There are numerous of creators of content who don’t receive fair compensation, because the system for intellectual property is broken. It was broken by the first area of the internet. Take music for example, musicians are left with crumbs at the end of the whole food chain.You know, if you were a songwriter 25 years ago, you wrote a hit song and it got a million singles, you could get royalties of around 45,000 dollars.But today, you’re a songwriter, you write a hit song and it gets a million streams,you don’t get 45k,youwill only get 36 dollars just enough to buy a nice pizza. So Imogen Heap,the Grammy-winning singer-songwriter, is now putting music on a blockchain ecosystem. She calls it “Mycelia.” And the music has a smart contract surrounding it. The music protects her intellectual property rights. You wanna listen a song? It’s free, or maybe a few micro-cents that flow into a digital account.You want to put the song in your movie? That’s different. And the IP rights are all specified.
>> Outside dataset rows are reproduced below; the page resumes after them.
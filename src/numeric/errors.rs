// ============================================================================
// Numeric Errors
// Arithmetic faults raised while evaluating an operation
// ============================================================================

use std::fmt;

/// Faults that can occur while evaluating decimal or floating arithmetic.
#[derive(Debug, Clone, Copy, PartialEq, Eq, Hash)]
pub enum NumericError {
    /// Result exceeded the decimal range
    Overflow,
    /// Non-zero result too small for 28 decimal places
    Underflow,
    /// Exact result needs more digits than a decimal holds
    PrecisionLoss,
    /// Attempted division by zero
    DivisionByZero,
    /// Decimal operand has no finite f64 counterpart
    NotRepresentable,
    /// Floating result was NaN or infinite
    NonFinite,
    /// Input string is not a decimal number
    InvalidInput,
}

impl fmt::Display for NumericError {
    fn fmt(&self, f: &mut fmt::Formatter<'_>) -> fmt::Result {
        match self {
            NumericError::Overflow => {
                write!(f, "arithmetic overflow: result exceeded decimal range")
            },
            NumericError::Underflow => write!(
                f,
                "arithmetic underflow: result smaller than 28 decimal places allow"
            ),
            NumericError::PrecisionLoss => write!(
                f,
                "precision loss: exact result needs more than 28 decimal places or 96 bits"
            ),
            NumericError::DivisionByZero => write!(f, "division by zero"),
            NumericError::NotRepresentable => {
                write!(f, "operand cannot be represented as a float")
            },
            NumericError::NonFinite => write!(f, "result is not a finite number"),
            NumericError::InvalidInput => write!(f, "invalid input: could not parse value"),
        }
    }
}

impl std::error::Error for NumericError {}

/// Result type alias for numeric operations
pub type NumericResult<T> = Result<T, NumericError>;
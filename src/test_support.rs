// ============================================================================
// Test Support
// Captures formatted tracing output emitted while a closure runs
// ============================================================================

use std::io;
use std::sync::{Arc, Mutex};

/// Shared in-memory sink for the fmt subscriber.
#[derive(Clone, Default)]
pub(crate) struct CapturedLogs(Arc<Mutex<Vec<u8>>>);

impl CapturedLogs {
    pub(crate) fn contents(&self) -> String {
        String::from_utf8_lossy(&self.0.lock().unwrap()).into_owned()
    }
}

impl io::Write for CapturedLogs {
    fn write(&mut self, buf: &[u8]) -> io::Result<usize> {
        self.0.lock().unwrap().extend_from_slice(buf);
        Ok(buf.len())
    }

    fn flush(&mut self) -> io::Result<()> {
        Ok(())
    }
}

/// Run `f` with a DEBUG-level subscriber installed on this thread and return
/// its result together with everything that was logged.
pub(crate) fn capture_logs<R>(f: impl FnOnce() -> R) -> (R, String) {
    let logs = CapturedLogs::default();
    let writer = logs.clone();
    let subscriber = tracing_subscriber::fmt()
        .with_writer(move || writer.clone())
        .with_ansi(false)
        .with_max_level(tracing::Level::DEBUG)
        .finish();

    let result = tracing::subscriber::with_default(subscriber, f);
    (result, logs.contents())
}
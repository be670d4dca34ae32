// ============================================================================
// Utilities Module
// Helpers for turning raw input into validated calculator values
// ============================================================================

mod input_validator;

pub use input_validator::InputValidator;
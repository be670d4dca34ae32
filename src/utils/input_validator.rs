// ============================================================================
// Input Validation
// Turns raw user text into operations and bounded decimal operands
// ============================================================================
//
// Validation errors are distinct from operation errors: they reject input
// before any calculation is attempted.
//
// # Usage
//
// ```ignore
// use calc_record::utils::InputValidator;
// use calc_record::domain::CalculatorConfig;
//
// let config = CalculatorConfig::new();
// let op = InputValidator::validate_operation("Divide")?;
// let value = InputValidator::validate_operand(" 12.5 ", &config)?;
// ```
// ============================================================================

use crate::domain::{CalculatorConfig, Operation};
use crate::errors::{CalcResult, CalculatorError};
use crate::numeric::{self, NumericError};
use rust_decimal::Decimal;

/// Validates raw calculator input.
pub struct InputValidator;

impl InputValidator {
    /// Parse an operand, enforcing `config.max_input_value` on its magnitude.
    ///
    /// # Errors
    /// Returns a validation error for non-decimal text or an out-of-range value.
    pub fn validate_operand(text: &str, config: &CalculatorConfig) -> CalcResult<Decimal> {
        let text = text.trim();
        let value = numeric::parse_decimal(text).map_err(|err| match err {
            NumericError::InvalidInput => {
                CalculatorError::Validation(format!("invalid number: '{}'", text))
            },
            _ => CalculatorError::Validation(format!(
                "number '{}' is out of decimal range (max {})",
                text,
                Decimal::MAX
            )),
        })?;

        if let Some(max) = config.max_input_value {
            if value.abs() > max {
                return Err(CalculatorError::Validation(format!(
                    "value {} exceeds maximum allowed value of {}",
                    value, max
                )));
            }
        }

        Ok(value)
    }

    /// Resolve an operation name, ignoring surrounding whitespace and case.
    ///
    /// # Errors
    /// Returns a validation error for an unknown name.
    pub fn validate_operation(text: &str) -> CalcResult<Operation> {
        let name = text.trim().to_ascii_lowercase();
        Operation::from_tag(&name).ok_or_else(|| {
            CalculatorError::Validation(format!("unknown operation: '{}'", text.trim()))
        })
    }
}
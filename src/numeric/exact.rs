// ============================================================================
// Exactness Checks
// Decides whether an exact sum or product fits a decimal without rounding
// ============================================================================
//
// rust_decimal rounds silently once a result needs more than 28 decimal
// places or a mantissa wider than 96 bits. These checks rebuild the exact
// result on a 256-bit magnitude and report whether it survives.

use rust_decimal::Decimal;
use std::cmp::Ordering;

/// Largest scale a decimal can carry
pub const MAX_SCALE: u32 = 28;

/// Unsigned 256-bit integer, little-endian 64-bit limbs.
#[derive(Debug, Clone, Copy, PartialEq, Eq)]
struct U256([u64; 4]);

impl U256 {
    /// Full product of two 128-bit values.
    fn mul_u128(a: u128, b: u128) -> Self {
        let a = [a as u64, (a >> 64) as u64];
        let b = [b as u64, (b >> 64) as u64];
        let mut out = [0u64; 4];
        for i in 0..2 {
            let mut carry: u128 = 0;
            for j in 0..2 {
                let cur = out[i + j] as u128 + (a[i] as u128) * (b[j] as u128) + carry;
                out[i + j] = cur as u64;
                carry = cur >> 64;
            }
            out[i + 2] = carry as u64;
        }
        Self(out)
    }

    /// Wrapping addition; callers stay far below 2^256.
    fn add(self, rhs: Self) -> Self {
        let mut out = [0u64; 4];
        let mut carry = 0u128;
        for (i, limb) in out.iter_mut().enumerate() {
            let cur = self.0[i] as u128 + rhs.0[i] as u128 + carry;
            *limb = cur as u64;
            carry = cur >> 64;
        }
        Self(out)
    }

    /// Subtraction; requires `self >= rhs`.
    fn sub(self, rhs: Self) -> Self {
        let mut out = [0u64; 4];
        let mut borrow = false;
        for (i, limb) in out.iter_mut().enumerate() {
            let (diff, b1) = self.0[i].overflowing_sub(rhs.0[i]);
            let (diff, b2) = diff.overflowing_sub(borrow as u64);
            *limb = diff;
            borrow = b1 || b2;
        }
        Self(out)
    }

    fn div_rem_small(self, divisor: u64) -> (Self, u64) {
        let mut out = [0u64; 4];
        let mut rem: u128 = 0;
        for i in (0..4).rev() {
            let cur = (rem << 64) | self.0[i] as u128;
            out[i] = (cur / divisor as u128) as u64;
            rem = cur % divisor as u128;
        }
        (Self(out), rem as u64)
    }

    /// Fits the 96-bit decimal mantissa.
    fn fits_mantissa(&self) -> bool {
        self.0[3] == 0 && self.0[2] == 0 && (self.0[1] >> 32) == 0
    }

    fn cmp_magnitude(&self, other: &Self) -> Ordering {
        for i in (0..4).rev() {
            match self.0[i].cmp(&other.0[i]) {
                Ordering::Equal => continue,
                ord => return ord,
            }
        }
        Ordering::Equal
    }
}

/// Whether `magnitude / 10^scale` has an exact decimal representation.
fn representable(mut magnitude: U256, mut scale: u32) -> bool {
    loop {
        if scale <= MAX_SCALE && magnitude.fits_mantissa() {
            return true;
        }
        if scale == 0 {
            return false;
        }
        let (quotient, rem) = magnitude.div_rem_small(10);
        if rem != 0 {
            return false;
        }
        magnitude = quotient;
        scale -= 1;
    }
}

fn aligned(value: Decimal, scale: u32) -> U256 {
    U256::mul_u128(value.mantissa().unsigned_abs(), 10u128.pow(scale - value.scale()))
}

/// Whether `lhs + rhs` (or `lhs - rhs` when `subtract`) is exactly representable.
pub fn sum_is_exact(lhs: Decimal, rhs: Decimal, subtract: bool) -> bool {
    let scale = lhs.scale().max(rhs.scale());
    let a = aligned(lhs, scale);
    let b = aligned(rhs, scale);

    let same_sign = lhs.is_sign_negative() == (rhs.is_sign_negative() ^ subtract);
    let magnitude = if same_sign {
        a.add(b)
    } else if a.cmp_magnitude(&b) == Ordering::Less {
        b.sub(a)
    } else {
        a.sub(b)
    };

    representable(magnitude, scale)
}

/// Whether `lhs * rhs` is exactly representable.
pub fn product_is_exact(lhs: Decimal, rhs: Decimal) -> bool {
    let magnitude = U256::mul_u128(lhs.mantissa().unsigned_abs(), rhs.mantissa().unsigned_abs());
    representable(magnitude, lhs.scale() + rhs.scale())
}
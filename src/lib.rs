// ============================================================================
// Calculation Record Library
// Immutable arithmetic records over exact decimals with key-value round-tripping
// ============================================================================

//! # Calculation Record
//!
//! A single value object describing one completed arithmetic operation.
//!
//! ## Features
//!
//! - **Six operations**: add, subtract, multiply, divide, power, root
//! - **Exact decimal operands** via `rust_decimal`; power and root go through `f64`
//! - **Eager evaluation**: a record either holds its result or was never built
//! - **Key-value persistence** with recomputation and integrity checks on restore
//! - **JSON encoding** of the stored form (`serde` feature)
//!
//! ## Example
//!
//! ```rust
//! use calc_record::prelude::*;
//! use rust_decimal::Decimal;
//!
//! let calc = CalculationRecord::create("divide", Decimal::from(1), Decimal::from(3)).unwrap();
//! assert_eq!(calc.format_result(2), "0.33");
//!
//! let stored = calc.serialize();
//! assert_eq!(stored["operation"], "divide");
//!
//! let restored = CalculationRecord::deserialize(&stored).unwrap();
//! assert_eq!(restored, calc);
//!
//! let err = CalculationRecord::create("divide", Decimal::from(10), Decimal::ZERO).unwrap_err();
//! assert_eq!(err.to_string(), "operation error: cannot divide by zero");
//! ```

pub mod domain;
pub mod errors;
pub mod interfaces;
pub mod numeric;
pub mod utils;

#[cfg(test)]
mod test_support;

// Re-exports for convenience
pub mod prelude {
    pub use crate::domain::{
        CalculationData, CalculationRecord, CalculatorConfig, IntegrityPolicy, Operation,
        DEFAULT_PRECISION,
    };
    pub use crate::errors::{CalcResult, CalculatorError, OperationError};
    pub use crate::interfaces::{
        IntegrityEvent, IntegrityHandler, LoggingIntegrityHandler, NoOpIntegrityHandler,
    };
    pub use crate::utils::InputValidator;
}
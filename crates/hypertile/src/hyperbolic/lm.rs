//! Levenberg–Marquardt for small square nonlinear systems.
//!
//! Minimises ½‖r(x)‖² with Marquardt's diagonal scaling: each step solves
//! `(JᵀJ + λ·diag(JᵀJ)) δ = −Jᵀr` by Cholesky, accepts it if the cost drops
//! (λ ← λ/factor) and otherwise retries with λ ← λ·factor.

use nalgebra::{DMatrix, DVector};

use super::cfg::SolverCfg;
use crate::error::SolveError;

/// A residual vector `r: Rⁿ → Rᵐ` with an optional analytic Jacobian.
pub trait Residuals {
    /// Number of unknowns.
    fn dim(&self) -> usize;

    fn residuals(&self, x: &DVector<f64>) -> DVector<f64>;

    /// Central finite differences unless overridden.
    fn jacobian(&self, x: &DVector<f64>) -> DMatrix<f64> {
        let h = 1e-7;
        let r0 = self.residuals(x);
        let mut j = DMatrix::zeros(r0.len(), self.dim());
        let mut xp = x.clone();
        for col in 0..self.dim() {
            let orig = xp[col];
            xp[col] = orig + h;
            let plus = self.residuals(&xp);
            xp[col] = orig - h;
            let minus = self.residuals(&xp);
            xp[col] = orig;
            j.set_column(col, &((plus - minus) / (2.0 * h)));
        }
        j
    }
}

/// Outcome of a converged run.
#[derive(Clone, Debug, PartialEq)]
pub struct SolveReport {
    pub x: DVector<f64>,
    pub iterations: usize,
    pub residual_norm: f64,
}

/// Run LM from `x0`.
///
/// Post: `Ok` only if the final residual norm is within `cfg.accept_tol`.
pub fn levenberg_marquardt<R: Residuals + ?Sized>(
    system: &R,
    x0: DVector<f64>,
    cfg: &SolverCfg,
) -> Result<SolveReport, SolveError> {
    let mut x = x0;
    let mut r = system.residuals(&x);
    if !r.iter().all(|v| v.is_finite()) {
        return Err(SolveError::NonFinite { iteration: 0 });
    }
    let mut cost = r.norm_squared();
    let mut lambda = cfg.lambda_init;
    let mut iterations = 0;

    while iterations < cfg.max_iterations {
        if cost.sqrt() <= cfg.residual_tol {
            break;
        }
        iterations += 1;

        let j = system.jacobian(&x);
        let jt = j.transpose();
        let jtj = &jt * &j;
        let neg_grad = -(&jt * &r);

        let mut accepted = None;
        while lambda <= cfg.lambda_max {
            let mut damped = jtj.clone();
            for i in 0..damped.nrows() {
                damped[(i, i)] += lambda * jtj[(i, i)].max(1e-12);
            }
            let Some(chol) = damped.cholesky() else {
                lambda *= cfg.lambda_factor;
                continue;
            };
            let step = chol.solve(&neg_grad);
            let candidate = &x + &step;
            let r_new = system.residuals(&candidate);
            let cost_new = r_new.norm_squared();
            if cost_new.is_finite() && cost_new < cost {
                lambda = (lambda / cfg.lambda_factor).max(1e-15);
                accepted = Some((candidate, r_new, cost_new, step.norm()));
                break;
            }
            lambda *= cfg.lambda_factor;
            tracing::trace!(iteration = iterations, lambda, "lm_step_rejected");
        }

        let Some((candidate, r_new, cost_new, step_norm)) = accepted else {
            // damping exhausted: no descent direction left
            break;
        };
        let x_norm = candidate.norm();
        x = candidate;
        r = r_new;
        cost = cost_new;
        if step_norm <= cfg.step_tol * (x_norm + cfg.step_tol) {
            break;
        }
    }

    let residual_norm = cost.sqrt();
    if !residual_norm.is_finite() {
        return Err(SolveError::NonFinite {
            iteration: iterations,
        });
    }
    if residual_norm > cfg.accept_tol {
        return Err(SolveError::NoConvergence {
            iterations,
            residual: residual_norm,
        });
    }
    Ok(SolveReport {
        x,
        iterations,
        residual_norm,
    })
}

#[cfg(test)]
mod tests {
    use super::*;

    /// x² − 2 = 0, y − x = 0
    struct Sqrt2;
    impl Residuals for Sqrt2 {
        fn dim(&self) -> usize {
            2
        }
        fn residuals(&self, x: &DVector<f64>) -> DVector<f64> {
            DVector::from_vec(vec![x[0] * x[0] - 2.0, x[1] - x[0]])
        }
    }

    /// x² + 1 = 0 has no real root.
    struct NoRoot;
    impl Residuals for NoRoot {
        fn dim(&self) -> usize {
            1
        }
        fn residuals(&self, x: &DVector<f64>) -> DVector<f64> {
            DVector::from_vec(vec![x[0] * x[0] + 1.0])
        }
    }

    #[test]
    fn finds_root_with_numeric_jacobian() {
        let rep = levenberg_marquardt(
            &Sqrt2,
            DVector::from_vec(vec![1.0, 0.0]),
            &SolverCfg::default(),
        )
        .unwrap();
        assert!((rep.x[0] - 2.0_f64.sqrt()).abs() < 1e-9);
        assert!((rep.x[1] - 2.0_f64.sqrt()).abs() < 1e-9);
        assert!(rep.iterations > 0);
    }

    #[test]
    fn exact_start_takes_no_iterations() {
        let s = 2.0_f64.sqrt();
        let rep =
            levenberg_marquardt(&Sqrt2, DVector::from_vec(vec![s, s]), &SolverCfg::default())
                .unwrap();
        assert_eq!(rep.iterations, 0);
    }

    #[test]
    fn reports_divergence_without_root() {
        let err = levenberg_marquardt(&NoRoot, DVector::from_vec(vec![0.7]), &SolverCfg::default())
            .unwrap_err();
        assert!(matches!(err, SolveError::NoConvergence { .. }));
    }

    #[test]
    fn iteration_budget_is_respected() {
        let cfg = SolverCfg {
            max_iterations: 1,
            ..SolverCfg::default()
        };
        let err = levenberg_marquardt(&Sqrt2, DVector::from_vec(vec![10.0, -10.0]), &cfg)
            .unwrap_err();
        assert!(matches!(
            err,
            SolveError::NoConvergence { iterations: 1, .. }
        ));
    }
}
You want to make a ringtone? That’s different. She describes that the song becomes a business.It’s out there on this platform marketing itself, protecting the rights of the author and because the song has a payment system in the sense of bank account, all the money flows back to the artist,and they control the industry, rather than these powerful intermediaries. This is not just songwriters,it’s any creator of content,like art, like inventions, scientific discoveries, journalists. There are all kinds of people who don’t get fair compensation,and with blockchains,they’re going to be able
to make it rain on the blockchain. And that’s a wonderful thing.

Five transformations for a prosperous world

These five are to solve one problem, prosperity which is one of countless problems that blockchains are applicable to. It’s giving us another opportunity to rewrite the economic power grid and the old order of things and solve some of the world’s most difficult problems if we will it.

It’s really interesting to listen to different individual using creative way to explain their ideas. These give me more chance to summarize it and understand it toward new ways.